Secondo un’analisi realizzata dall’Ufficio studi della Cgia e riferita al 2016, sono 4,7 milioni gli italiani interessati al lavoro domenicale. Tra questi 4,7 milioni, 3,4 sono lavoratori dipendenti e gli altri 1,3 sono autonomi (artigiani, commercianti, esercenti, ambulanti, agricoltori, etc.). Se 1 lavoratore dipendente su 5 è impiegato alla domenica, i lavoratori autonomi, invece, registrano una frequenza maggiore: quasi 1 su 4.
Il settore dove la presenza al lavoro di domenica è più elevata è quello degli alberghi/ristoranti: i 688.300 lavoratori dipendenti coinvolti incidono sul totale degli occupati dipendenti del settore per il 68,3%. Seguono il commercio (579.000 occupati pari al 29,6% del totale), la pubblica amministrazione (329.100 dipendenti pari al 25,9% del totale), la sanità (686.300 pari al 23% del totale) e i trasporti (215.600 pari al 22,7%).
«La maggiore disponibilità di alcuni territori al lavoro domenicale – dichiara il segretario della Cgia, Renato Mason – va in gran parte ricondotta al fatto che buona parte del Paese ha un’elevata vocazione turistica che coinvolge le località montane e quelle balneari, le grandi città, ma anche i piccoli borghi. E quando le attività turistico-ricettive sono aperte anche la domenica, i settori economici collegati, come l’agroalimentare, la ristorazione, i trasporti pubblici e privati, i servizi alla persona, le attività manutentive, etc., sono incentivate a fare altrettanto».
Le realtà territoriali dove il lavoro domenicale è più diffuso sono quelle dove la vocazione turistica/commerciale è prevalente: Valle d’Aosta (29,5% di occupati alla domenica sul totale dipendenti presenti in regione), Sardegna (24,5%), Puglia (24%), Sicilia (23,7%) e Molise (23,6%) guidano questa particolare graduatoria. In coda alla classifica, invece, si posizionano l’Emilia Romagna (17,9%), le Marche (17,4%) e la Lombardia (16,9%). La media nazionale si attesta al 19,8%.
«Negli ultimi anni – segnala il coordinatore dell’Ufficio studi della Cgia, Paolo Zabeo – l’andamento degli occupati di domenica è aumentato costantemente sia tra i dipendenti che tra gli autonomi. Nel settore commerciale, grazie alla liberalizzazione degli orari introdotta dal Governo Monti, una risposta alla crisi è stata quella di aumentare i giorni di apertura dei negozi. Con la grande distribuzione e gli outlet che durante tutto l’anno faticano a chiudere solo il giorno di Natale e quello di Pasqua, anche le piccolissime attività, nella stragrande maggioranza dei casi a conduzione familiare, sono state costrette a tenere aperto anche nei giorni festivi per non perdere una parte di clientela».

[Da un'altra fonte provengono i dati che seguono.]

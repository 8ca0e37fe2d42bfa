use thiserror::Error;

use crate::store::StoreError;

/// Errors returned by mapper and DAO operations.
#[derive(Debug, Error, Clone)]
pub enum Error {
    /// A key or DTO was rejected locally, before any store call.
    #[error("Invalid argument: {0}")]
    InvalidArgument(String),
    /// A DTO could not be converted to or from its attribute map.
    #[error("Serialization error: {0}")]
    Serialization(String),
    /// The store call failed. The store's error is carried as-is.
    #[error(transparent)]
    Store(#[from] StoreError),
}

/// Result type for mapper and DAO operations.
pub type Result<T> = std::result::Result<T, Error>;

#[cfg(test)]
mod tests {
    use super::*;

    #[test]
    fn test_invalid_argument_display() {
        let error = Error::InvalidArgument("Invalid key 'wrong#id'".to_string());
        assert_eq!(
            error.to_string(),
            "Invalid argument: Invalid key 'wrong#id'"
        );
    }

    #[test]
    fn test_serialization_display() {
        let error = Error::Serialization("expected a JSON object".to_string());
        assert_eq!(
            error.to_string(),
            "Serialization error: expected a JSON object"
        );
    }

    #[test]
    fn test_store_error_is_transparent() {
        let error = Error::from(StoreError::new("throughput exceeded"));
        assert_eq!(error.to_string(), "throughput exceeded");
    }
}
//! DynamoDB error wrapping.
//!
//! SDK failures are handed to the DAO as opaque `StoreError`s. They are
//! logged here with full context and never reclassified.

use std::fmt::Debug;

use aws_sdk_dynamodb::error::{DisplayErrorContext, SdkError};
use stepinto_core::StoreError;
use thiserror::Error;

/// Errors converting between DynamoDB attributes and item attributes.
#[derive(Debug, Error, Clone, PartialEq, Eq)]
pub enum ConversionError {
    #[error("Unsupported DynamoDB attribute type for '{0}'")]
    UnsupportedAttribute(String),
    #[error("Failed to convert DynamoDB item: {0}")]
    Serde(String),
    #[error("Failed to build request: {0}")]
    Build(String),
}

/// Wrap an SDK error returned by `operation`.
pub fn map_sdk_error<E, R>(operation: &'static str, err: SdkError<E, R>) -> StoreError
where
    E: std::error::Error + Send + Sync + 'static,
    R: Debug + Send + Sync + 'static,
{
    tracing::warn!(operation, error = %DisplayErrorContext(&err), "DynamoDB request failed");
    StoreError::new(err)
}

/// Wrap a local conversion error.
pub fn map_conversion_error(err: ConversionError) -> StoreError {
    StoreError::new(err)
}
//! Item data-access object.
//!
//! [`ItemDao`] pairs an [`ItemStore`] with a [`KeyMapper`] and exposes the
//! four item operations. Pagination and batch chunking stay private.

use std::marker::PhantomData;

use futures_util::future::join_all;
use serde::de::DeserializeOwned;
use serde::Serialize;
use serde_json::Value;

use crate::error::{Error, Result};
use crate::mapper::KeyMapper;
use crate::namespace::{PK_ATTRIBUTE, SK_ATTRIBUTE};
use crate::store::{Item, ItemStore, QueryRequest, StoreResult};

/// Per-request item limit of a batch write.
pub const MAX_BATCH_WRITE_ITEMS: usize = 25;

/// Typed access to the items of one namespace in one table.
///
/// `T` is the caller's DTO type. It must serialize to a JSON object.
pub struct ItemDao<T, S, M> {
    store: S,
    table_name: String,
    mapper: M,
    _dto: PhantomData<fn() -> T>,
}

impl<T, S, M> ItemDao<T, S, M>
where
    T: Serialize + DeserializeOwned,
    S: ItemStore,
    M: KeyMapper,
{
    /// Creates a DAO over an already-built store client.
    pub fn new(store: S, table_name: impl Into<String>, mapper: M) -> Self {
        Self {
            store,
            table_name: table_name.into(),
            mapper,
            _dto: PhantomData,
        }
    }

    /// Get the table name.
    pub fn table_name(&self) -> &str {
        &self.table_name
    }

    pub fn mapper(&self) -> &M {
        &self.mapper
    }

    /// Fetches one item. `None` when the store has no such item.
    pub async fn get(&self, pk: &str, sk: &str) -> Result<Option<T>> {
        let key = self.mapper.item_key(pk, sk)?;
        tracing::debug!(table = %self.table_name, pk = %key.pk, sk = %key.sk, "get item");

        let item = self
            .store
            .get_item(&self.table_name, &key)
            .await
            .inspect_err(|e| tracing::debug!(error = %e, "GetItem failed"))?;

        item.map(|item| self.decode(&item)).transpose()
    }

    /// Fetches every item of a partition within this namespace, in sort key order.
    pub async fn get_all(&self, pk: &str) -> Result<Vec<T>> {
        let partition_key = self.mapper.partition_key(pk)?;
        self.query_all(partition_key).await
    }

    /// Writes one item.
    pub async fn put(&self, dto: &T) -> Result<()> {
        let item = self.encode(dto)?;
        tracing::debug!(
            table = %self.table_name,
            pk = ?item.get(PK_ATTRIBUTE),
            sk = ?item.get(SK_ATTRIBUTE),
            "put item"
        );

        self.store
            .put_item(&self.table_name, item)
            .await
            .inspect_err(|e| tracing::debug!(error = %e, "PutItem failed"))?;

        Ok(())
    }

    /// Writes many items with batch requests of at most 25 items each.
    ///
    /// Every DTO is validated before the first request goes out. Batches are
    /// sent concurrently and are not atomic as a group: when one fails, the
    /// others may already be persisted.
    pub async fn put_all(&self, dtos: &[T]) -> Result<()> {
        let items = dtos
            .iter()
            .map(|dto| self.encode(dto))
            .collect::<Result<Vec<_>>>()?;

        if items.is_empty() {
            return Ok(());
        }

        self.batch_put(items).await
    }

    /// Deletes one item. Succeeds when the item does not exist.
    pub async fn delete(&self, pk: &str, sk: &str) -> Result<()> {
        let key = self.mapper.item_key(pk, sk)?;
        tracing::debug!(table = %self.table_name, pk = %key.pk, sk = %key.sk, "delete item");

        self.store
            .delete_item(&self.table_name, &key)
            .await
            .inspect_err(|e| tracing::debug!(error = %e, "DeleteItem failed"))?;

        Ok(())
    }

    // ========================================================================
    // Internal helpers
    // ========================================================================

    /// Follows continuation tokens until the store reports the last page.
    async fn query_all(&self, partition_key: String) -> Result<Vec<T>> {
        let mut request = QueryRequest::new(
            &self.table_name,
            partition_key,
            self.mapper.sort_key_prefix(),
        );
        let mut results = Vec::new();
        let mut pages = 0usize;

        loop {
            let page = self
                .store
                .query(&request)
                .await
                .inspect_err(|e| tracing::debug!(error = %e, page = pages, "Query failed"))?;
            pages += 1;

            for item in &page.items {
                results.push(self.decode(item)?);
            }

            match page.continuation {
                Some(token) => request.exclusive_start_key = Some(token),
                None => break,
            }
        }

        tracing::debug!(
            table = %self.table_name,
            pk = %request.partition_key,
            pages,
            items = results.len(),
            "query complete"
        );

        Ok(results)
    }

    async fn batch_put(&self, items: Vec<Item>) -> Result<()> {
        let chunks = chunk_items(items, MAX_BATCH_WRITE_ITEMS);
        tracing::debug!(table = %self.table_name, chunks = chunks.len(), "batch put");

        let results = join_all(
            chunks
                .into_iter()
                .map(|chunk| self.store.batch_put(&self.table_name, chunk)),
        )
        .await;

        results
            .into_iter()
            .collect::<StoreResult<Vec<()>>>()
            .inspect_err(|e| tracing::debug!(error = %e, "BatchWriteItem failed"))?;

        Ok(())
    }

    fn encode(&self, dto: &T) -> Result<Item> {
        match serde_json::to_value(dto) {
            Ok(Value::Object(map)) => self.mapper.to_item(&map),
            Ok(other) => Err(Error::InvalidArgument(format!(
                "DTO must serialize to an object, got {other}"
            ))),
            Err(e) => Err(Error::Serialization(e.to_string())),
        }
    }

    fn decode(&self, item: &Item) -> Result<T> {
        let dto = self.mapper.to_dto(item);
        serde_json::from_value(Value::Object(dto))
            .map_err(|e| Error::Serialization(e.to_string()))
    }
}

/// Split items into consecutive groups of at most `size`, keeping input order.
fn chunk_items(items: Vec<Item>, size: usize) -> Vec<Vec<Item>> {
    let mut chunks = Vec::with_capacity(items.len().div_ceil(size));
    let mut iter = items.into_iter().peekable();
    while iter.peek().is_some() {
        chunks.push(iter.by_ref().take(size).collect());
    }
    chunks
}
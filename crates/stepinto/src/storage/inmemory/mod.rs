//! In-memory store implementation.

mod store;

pub use store::InMemoryStore;
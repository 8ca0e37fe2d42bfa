//! In-memory store implementation.

use std::collections::{BTreeMap, HashMap};
use std::ops::Bound;
use std::sync::Arc;

use async_trait::async_trait;
use serde_json::Value;
use stepinto_core::dao::MAX_BATCH_WRITE_ITEMS;
use stepinto_core::namespace::{PK_ATTRIBUTE, SK_ATTRIBUTE};
use stepinto_core::store::StoreResult;
use stepinto_core::{
    ContinuationToken, Item, ItemKey, ItemStore, QueryPage, QueryRequest, StoreError,
};
use tokio::sync::RwLock;

/// Default number of items per query page.
pub const DEFAULT_PAGE_SIZE: usize = 100;

type Table = BTreeMap<ItemKey, Item>;

/// In-memory item store for testing.
///
/// Tables are `BTreeMap`s keyed by `(pk, sk)` wrapped in `Arc<RwLock<_>>`,
/// so queries come back in sort key order like DynamoDB. Data is not
/// persisted and will be lost when the last clone is dropped.
#[derive(Debug, Clone)]
pub struct InMemoryStore {
    tables: Arc<RwLock<HashMap<String, Table>>>,
    page_size: usize,
}

impl Default for InMemoryStore {
    fn default() -> Self {
        Self::new()
    }
}

impl InMemoryStore {
    /// Creates a new empty store.
    pub fn new() -> Self {
        Self::with_page_size(DEFAULT_PAGE_SIZE)
    }

    /// Creates a new empty store that splits query results into pages.
    pub fn with_page_size(page_size: usize) -> Self {
        Self {
            tables: Arc::new(RwLock::new(HashMap::new())),
            page_size: page_size.max(1),
        }
    }

    /// Number of items stored in `table_name`.
    pub async fn len(&self, table_name: &str) -> usize {
        self.tables
            .read()
            .await
            .get(table_name)
            .map_or(0, BTreeMap::len)
    }

    pub async fn is_empty(&self, table_name: &str) -> bool {
        self.len(table_name).await == 0
    }
}

fn string_attribute<'a>(item: &'a Item, name: &str) -> StoreResult<&'a str> {
    item.get(name).and_then(Value::as_str).ok_or_else(|| {
        StoreError::new(format!(
            "One of the required keys was not given a value: '{name}'"
        ))
    })
}

fn item_key(item: &Item) -> StoreResult<ItemKey> {
    Ok(ItemKey::new(
        string_attribute(item, PK_ATTRIBUTE)?,
        string_attribute(item, SK_ATTRIBUTE)?,
    ))
}

fn key_item(key: &ItemKey) -> Item {
    let mut item = Item::new();
    item.insert(PK_ATTRIBUTE.to_string(), Value::String(key.pk.clone()));
    item.insert(SK_ATTRIBUTE.to_string(), Value::String(key.sk.clone()));
    item
}

#[async_trait]
impl ItemStore for InMemoryStore {
    async fn get_item(&self, table_name: &str, key: &ItemKey) -> StoreResult<Option<Item>> {
        let tables = self.tables.read().await;
        Ok(tables.get(table_name).and_then(|t| t.get(key)).cloned())
    }

    async fn query(&self, request: &QueryRequest) -> StoreResult<QueryPage> {
        let tables = self.tables.read().await;
        let Some(table) = tables.get(&request.table_name) else {
            return Ok(QueryPage::default());
        };

        let lower = match &request.exclusive_start_key {
            Some(ContinuationToken(token)) => Bound::Excluded(item_key(token)?),
            None => Bound::Included(ItemKey::new(request.partition_key.clone(), "")),
        };

        let mut matching = table
            .range((lower, Bound::Unbounded))
            .take_while(|(key, _)| key.pk == request.partition_key)
            .filter(|(key, _)| key.sk.starts_with(&request.sort_key_prefix));

        let items: Vec<(ItemKey, Item)> = matching
            .by_ref()
            .take(self.page_size)
            .map(|(key, item)| (key.clone(), item.clone()))
            .collect();
        let has_more = matching.next().is_some();

        let continuation = match items.last() {
            Some((last_key, _)) if has_more => Some(ContinuationToken(key_item(last_key))),
            _ => None,
        };

        Ok(QueryPage {
            items: items.into_iter().map(|(_, item)| item).collect(),
            continuation,
        })
    }

    async fn put_item(&self, table_name: &str, item: Item) -> StoreResult<()> {
        let key = item_key(&item)?;
        let mut tables = self.tables.write().await;
        tables
            .entry(table_name.to_string())
            .or_default()
            .insert(key, item);
        Ok(())
    }

    async fn batch_put(&self, table_name: &str, items: Vec<Item>) -> StoreResult<()> {
        if items.len() > MAX_BATCH_WRITE_ITEMS {
            return Err(StoreError::new(format!(
                "Too many items requested for the BatchWriteItem call: {}",
                items.len()
            )));
        }

        // Validate the whole batch before writing any of it.
        let keyed = items
            .into_iter()
            .map(|item| item_key(&item).map(|key| (key, item)))
            .collect::<StoreResult<Vec<_>>>()?;

        let mut tables = self.tables.write().await;
        let table = tables.entry(table_name.to_string()).or_default();
        table.extend(keyed);
        Ok(())
    }

    async fn delete_item(&self, table_name: &str, key: &ItemKey) -> StoreResult<()> {
        let mut tables = self.tables.write().await;
        if let Some(table) = tables.get_mut(table_name) {
            table.remove(key);
        }
        Ok(())
    }
}
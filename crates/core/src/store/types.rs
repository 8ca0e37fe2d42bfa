use serde::{Deserialize, Serialize};

/// Untyped attribute map.
pub type Attributes = serde_json::Map<String, serde_json::Value>;

/// Store-native item: always carries `pk` and `sk` plus domain attributes.
pub type Item = Attributes;

/// Caller-facing shape of an item.
pub type Dto = Attributes;

/// Opaque marker returned by a range query when more results exist.
///
/// Holds the key of the last evaluated item exactly as the store returned it.
#[derive(Debug, Clone, PartialEq, Serialize, Deserialize)]
pub struct ContinuationToken(pub Item);

/// Range query: every item of one partition whose sort key starts with a prefix.
#[derive(Debug, Clone, PartialEq)]
pub struct QueryRequest {
    pub table_name: String,
    pub partition_key: String,
    pub sort_key_prefix: String,
    pub exclusive_start_key: Option<ContinuationToken>,
}

impl QueryRequest {
    pub fn new(
        table_name: impl Into<String>,
        partition_key: impl Into<String>,
        sort_key_prefix: impl Into<String>,
    ) -> Self {
        Self {
            table_name: table_name.into(),
            partition_key: partition_key.into(),
            sort_key_prefix: sort_key_prefix.into(),
            exclusive_start_key: None,
        }
    }

    /// Continue after the given token.
    pub fn starting_after(mut self, token: Option<ContinuationToken>) -> Self {
        self.exclusive_start_key = token;
        self
    }
}

/// One page of range query results, in sort key order.
#[derive(Debug, Clone, Default, PartialEq)]
pub struct QueryPage {
    pub items: Vec<Item>,
    pub continuation: Option<ContinuationToken>,
}

impl QueryPage {
    pub fn last(items: Vec<Item>) -> Self {
        Self {
            items,
            continuation: None,
        }
    }

    pub fn with_continuation(items: Vec<Item>, token: ContinuationToken) -> Self {
        Self {
            items,
            continuation: Some(token),
        }
    }
}
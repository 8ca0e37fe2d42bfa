//! DynamoDB attribute conversion functions.
//!
//! Pure functions for converting between DynamoDB items and JSON attribute
//! maps through `serde_dynamo`. These are testable in isolation without
//! DynamoDB access.
//!
//! Only attribute types with a JSON counterpart are accepted: `S`, `N`,
//! `BOOL`, `NULL`, `L` and `M`. Sets and binary values would come back as
//! plain lists or strings and be rewritten with a different type, so items
//! holding them are rejected.

use std::collections::HashMap;

use aws_sdk_dynamodb::types::AttributeValue;
use stepinto_core::Attributes;

use super::error::ConversionError;

/// Convert an attribute map to a DynamoDB item.
pub fn item_to_dynamo(
    item: &Attributes,
) -> Result<HashMap<String, AttributeValue>, ConversionError> {
    serde_dynamo::to_item(item).map_err(|e| ConversionError::Serde(e.to_string()))
}

/// Convert a DynamoDB item to an attribute map.
pub fn dynamo_to_item(
    item: &HashMap<String, AttributeValue>,
) -> Result<Attributes, ConversionError> {
    for (name, attribute) in item {
        check_supported(name, attribute)?;
    }

    serde_dynamo::from_item(item.clone()).map_err(|e| ConversionError::Serde(e.to_string()))
}

fn check_supported(name: &str, attribute: &AttributeValue) -> Result<(), ConversionError> {
    match attribute {
        AttributeValue::S(_)
        | AttributeValue::N(_)
        | AttributeValue::Bool(_)
        | AttributeValue::Null(_) => Ok(()),
        AttributeValue::L(values) => values.iter().try_for_each(|v| check_supported(name, v)),
        AttributeValue::M(map) => map.values().try_for_each(|v| check_supported(name, v)),
        _ => Err(ConversionError::UnsupportedAttribute(name.to_string())),
    }
}

#[cfg(test)]
mod tests {
    use super::*;
    use aws_sdk_dynamodb::primitives::Blob;
    use serde_json::{json, Value};

    fn attributes(value: Value) -> Attributes {
        match value {
            Value::Object(map) => map,
            _ => panic!("expected an object"),
        }
    }

    fn key_item() -> HashMap<String, AttributeValue> {
        HashMap::from([
            ("pk".to_string(), AttributeValue::S("primary#id".to_string())),
            ("sk".to_string(), AttributeValue::S("sort#value".to_string())),
        ])
    }

    #[test]
    fn test_item_to_dynamo_key_attributes() {
        let item = attributes(json!({"pk": "primary#id", "sk": "sort#value"}));

        let dynamo = item_to_dynamo(&item).unwrap();

        assert_eq!(dynamo, key_item());
    }

    #[test]
    fn test_item_to_dynamo_scalars_and_nesting() {
        let item = attributes(json!({
            "count": 7,
            "ratio": 1.5,
            "active": true,
            "missing": null,
            "tags": ["a", 1],
            "inner": {"flag": false}
        }));

        let dynamo = item_to_dynamo(&item).unwrap();

        assert_eq!(dynamo["count"], AttributeValue::N("7".to_string()));
        assert_eq!(dynamo["ratio"], AttributeValue::N("1.5".to_string()));
        assert_eq!(dynamo["active"], AttributeValue::Bool(true));
        assert_eq!(dynamo["missing"], AttributeValue::Null(true));
        assert_eq!(
            dynamo["tags"],
            AttributeValue::L(vec![
                AttributeValue::S("a".to_string()),
                AttributeValue::N("1".to_string()),
            ])
        );
        let AttributeValue::M(inner) = &dynamo["inner"] else {
            panic!("expected a map attribute");
        };
        assert_eq!(inner["flag"], AttributeValue::Bool(false));
    }

    #[test]
    fn test_dynamo_to_item_round_trip() {
        let item = attributes(json!({
            "pk": "USER#u1",
            "sk": "PROFILE#main",
            "age": 42,
            "score": -0.25,
            "tags": ["a", "b"],
            "address": {"city": "Lisbon", "zip": null},
            "active": true
        }));

        let restored = dynamo_to_item(&item_to_dynamo(&item).unwrap()).unwrap();

        assert_eq!(restored, item);
    }

    #[test]
    fn test_string_set_is_rejected() {
        let mut item = key_item();
        item.insert(
            "labels".to_string(),
            AttributeValue::Ss(vec!["x".to_string(), "y".to_string()]),
        );

        assert_eq!(
            dynamo_to_item(&item),
            Err(ConversionError::UnsupportedAttribute("labels".to_string()))
        );
    }

    #[test]
    fn test_number_set_and_binary_are_rejected() {
        let mut numbers = key_item();
        numbers.insert("ids".to_string(), AttributeValue::Ns(vec!["1".to_string()]));
        assert_eq!(
            dynamo_to_item(&numbers),
            Err(ConversionError::UnsupportedAttribute("ids".to_string()))
        );

        let mut binary = key_item();
        binary.insert("blob".to_string(), AttributeValue::B(Blob::new(b"hi".to_vec())));
        assert_eq!(
            dynamo_to_item(&binary),
            Err(ConversionError::UnsupportedAttribute("blob".to_string()))
        );
    }

    #[test]
    fn test_nested_binary_set_is_rejected() {
        let mut item = key_item();
        item.insert(
            "meta".to_string(),
            AttributeValue::M(HashMap::from([(
                "files".to_string(),
                AttributeValue::L(vec![AttributeValue::Bs(vec![Blob::new(b"a".to_vec())])]),
            )])),
        );

        assert_eq!(
            dynamo_to_item(&item),
            Err(ConversionError::UnsupportedAttribute("meta".to_string()))
        );
    }
}
use serde_json::Value;

use crate::error::{Error, Result};
use crate::namespace::{ItemKey, Namespace, PK_ATTRIBUTE, SK_ATTRIBUTE};
use crate::store::{Dto, Item};

use super::KeyMapper;

/// Accepts caller keys that already carry their prefix, after checking them.
///
/// Performs no field renaming: the item is the DTO.
#[derive(Debug, Clone, PartialEq, Eq)]
pub struct PrefixValidator {
    namespace: Namespace,
}

impl PrefixValidator {
    pub fn new(namespace: Namespace) -> Self {
        Self { namespace }
    }
}

fn key_attribute<'a>(item: &'a Item, name: &str) -> Result<&'a str> {
    match item.get(name) {
        Some(Value::String(s)) => Ok(s),
        Some(other) => Err(Error::InvalidArgument(format!(
            "Invalid item: '{name}' must be a string, got {other}"
        ))),
        None => Err(Error::InvalidArgument(format!(
            "Invalid item: missing '{name}' attribute"
        ))),
    }
}

impl KeyMapper for PrefixValidator {
    fn namespace(&self) -> &Namespace {
        &self.namespace
    }

    fn item_key(&self, pk: &str, sk: &str) -> Result<ItemKey> {
        self.namespace.validate_pk(pk)?;
        self.namespace.validate_sk(sk)?;
        Ok(ItemKey::new(pk, sk))
    }

    fn partition_key(&self, pk: &str) -> Result<String> {
        self.namespace.validate_pk(pk)?;
        Ok(pk.to_string())
    }

    fn to_item(&self, dto: &Dto) -> Result<Item> {
        self.item_key(
            key_attribute(dto, PK_ATTRIBUTE)?,
            key_attribute(dto, SK_ATTRIBUTE)?,
        )?;
        Ok(dto.clone())
    }

    fn to_dto(&self, item: &Item) -> Dto {
        item.clone()
    }
}
//! Pipeline descriptor parsing.
//!
//! The orchestrator reads a static descriptor file at startup, one
//! pipeline per line:
//!
//! ```text
//! # view,sink,key_column[,shape_id]
//! orders_search_source,search,order_id
//! orders_search_source,broadcast,order_id
//! courier_positions,broadcast,courier_id
//! ```

use std::fmt;
use std::path::Path;
use std::str::FromStr;

use crate::error::SyncError;

/// Which sink adapter a pipeline feeds.
#[derive(Debug, Clone, Copy, PartialEq, Eq, Hash)]
pub enum SinkKind {
    /// Full-text search index (bulk HTTP).
    Search,
    /// WebSocket broadcaster.
    Broadcast,
}

impl FromStr for SinkKind {
    type Err = SyncError;

    fn from_str(s: &str) -> Result<Self, Self::Err> {
        match s {
            "search" => Ok(SinkKind::Search),
            "broadcast" => Ok(SinkKind::Broadcast),
            other => Err(SyncError::InvalidDescriptor(format!(
                "unknown sink kind '{other}' (expected 'search' or 'broadcast')"
            ))),
        }
    }
}

impl fmt::Display for SinkKind {
    fn fmt(&self, f: &mut fmt::Formatter<'_>) -> fmt::Result {
        match self {
            SinkKind::Search => write!(f, "search"),
            SinkKind::Broadcast => write!(f, "broadcast"),
        }
    }
}

/// One `(view, sink)` pipeline to run.
#[derive(Debug, Clone, PartialEq, Eq)]
pub struct PipelineDescriptor {
    /// Upstream view name.
    pub view: String,
    /// Destination sink.
    pub sink: SinkKind,
    /// Column holding the row key.
    pub key_column: String,
    /// Document shape to apply (search sink); `"identity"` by default.
    pub shape_id: String,
}

impl PipelineDescriptor {
    /// Stable identifier for logs and probes: `view→sink`.
    #[must_use]
    pub fn id(&self) -> String {
        format!("{}\u{2192}{}", self.view, self.sink)
    }
}

/// Parses descriptor file contents.
///
/// Blank lines and `#` comments are skipped. Duplicate `(view, sink)`
/// pairs are rejected — two pipelines writing the same sink state would
/// race each other.
///
/// # Errors
///
/// Returns [`SyncError::InvalidDescriptor`] naming the offending line.
pub fn parse_descriptors(text: &str) -> Result<Vec<PipelineDescriptor>, SyncError> {
    let mut descriptors: Vec<PipelineDescriptor> = Vec::new();
    for (lineno, raw_line) in text.lines().enumerate() {
        let line = raw_line.trim();
        if line.is_empty() || line.starts_with('#') {
            continue;
        }
        let fields: Vec<&str> = line.split(',').map(str::trim).collect();
        if !(3..=4).contains(&fields.len()) {
            return Err(SyncError::InvalidDescriptor(format!(
                "line {}: expected 'view,sink,key_column[,shape_id]', got '{line}'",
                lineno + 1
            )));
        }
        if fields.iter().take(3).any(|f| f.is_empty()) {
            return Err(SyncError::InvalidDescriptor(format!(
                "line {}: empty field in '{line}'",
                lineno + 1
            )));
        }
        let descriptor = PipelineDescriptor {
            view: fields[0].to_string(),
            sink: fields[1].parse()?,
            key_column: fields[2].to_string(),
            shape_id: fields
                .get(3)
                .filter(|s| !s.is_empty())
                .unwrap_or(&"identity")
                .to_string(),
        };
        if descriptors
            .iter()
            .any(|d| d.view == descriptor.view && d.sink == descriptor.sink)
        {
            return Err(SyncError::InvalidDescriptor(format!(
                "line {}: duplicate pipeline {}",
                lineno + 1,
                descriptor.id()
            )));
        }
        descriptors.push(descriptor);
    }
    if descriptors.is_empty() {
        return Err(SyncError::InvalidDescriptor(
            "descriptor file defines no pipelines".to_string(),
        ));
    }
    Ok(descriptors)
}

/// Reads and parses a descriptor file.
///
/// # Errors
///
/// Returns [`SyncError::InvalidDescriptor`] when the file cannot be read
/// or parsed.
pub fn load_descriptors(path: &Path) -> Result<Vec<PipelineDescriptor>, SyncError> {
    let text = std::fs::read_to_string(path).map_err(|e| {
        SyncError::InvalidDescriptor(format!("cannot read {}: {e}", path.display()))
    })?;
    parse_descriptors(&text)
}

Rispetto agli altri paesi europei, l’Italia si posiziona negli ultimi posti della classifica del lavoro domenicale. Se nel 2015, in riferimento ai lavoratori dipendenti, la media dei 28 paesi Ue era del 23,2% – con punte del 33,9% in Danimarca, del 33,4% in Slovacchia e del 33,2% nei Paesi Bassi – nel Belpaese la percentuale era del 19,5%. Solo Austria (19,4%), Francia (19,3%), Belgio (19,2%) e Lituania (18%) presentavano una quota inferiore a quella italiana.
Sul tema delle aperture domenicali interviene anche Confcommercio Veneto: «un contenimento del numero di negozi aperti nei giorni festivi, oltre che per quella del personale, rappresenta la via maestra per la tutela del piccolo commercio, che continua a essere un valore anche sociale» afferma il presidente di categoria, Massimo Zanon in risposta alle dichiarazioni del ministro dello Sviluppo economico e vicepremier, Luigi Di Maio. «Il Veneto chiedeva 20-24 aperture su 54 festività, escludendo dalle aperture le date più importanti del calendario – ricorda Zanon – Credo si possa senz’altro arrivare a una mediazione che possa soddisfare imprese, lavoratori e cittadini, considerato anche i rischi a livello occupazionale, una mediazione che va condivisa a livello territoriale. Va tenuto conto, per inciso, che un giorno di chiusura festiva rappresenta per le imprese un risparmio in termini di costi fissi e di straordinari. Bisogna a questo proposito trovare un equilibrio distinguendo i centri storici ad alta densità turistica da quelle zone che non hanno una vocazione di questo tipo».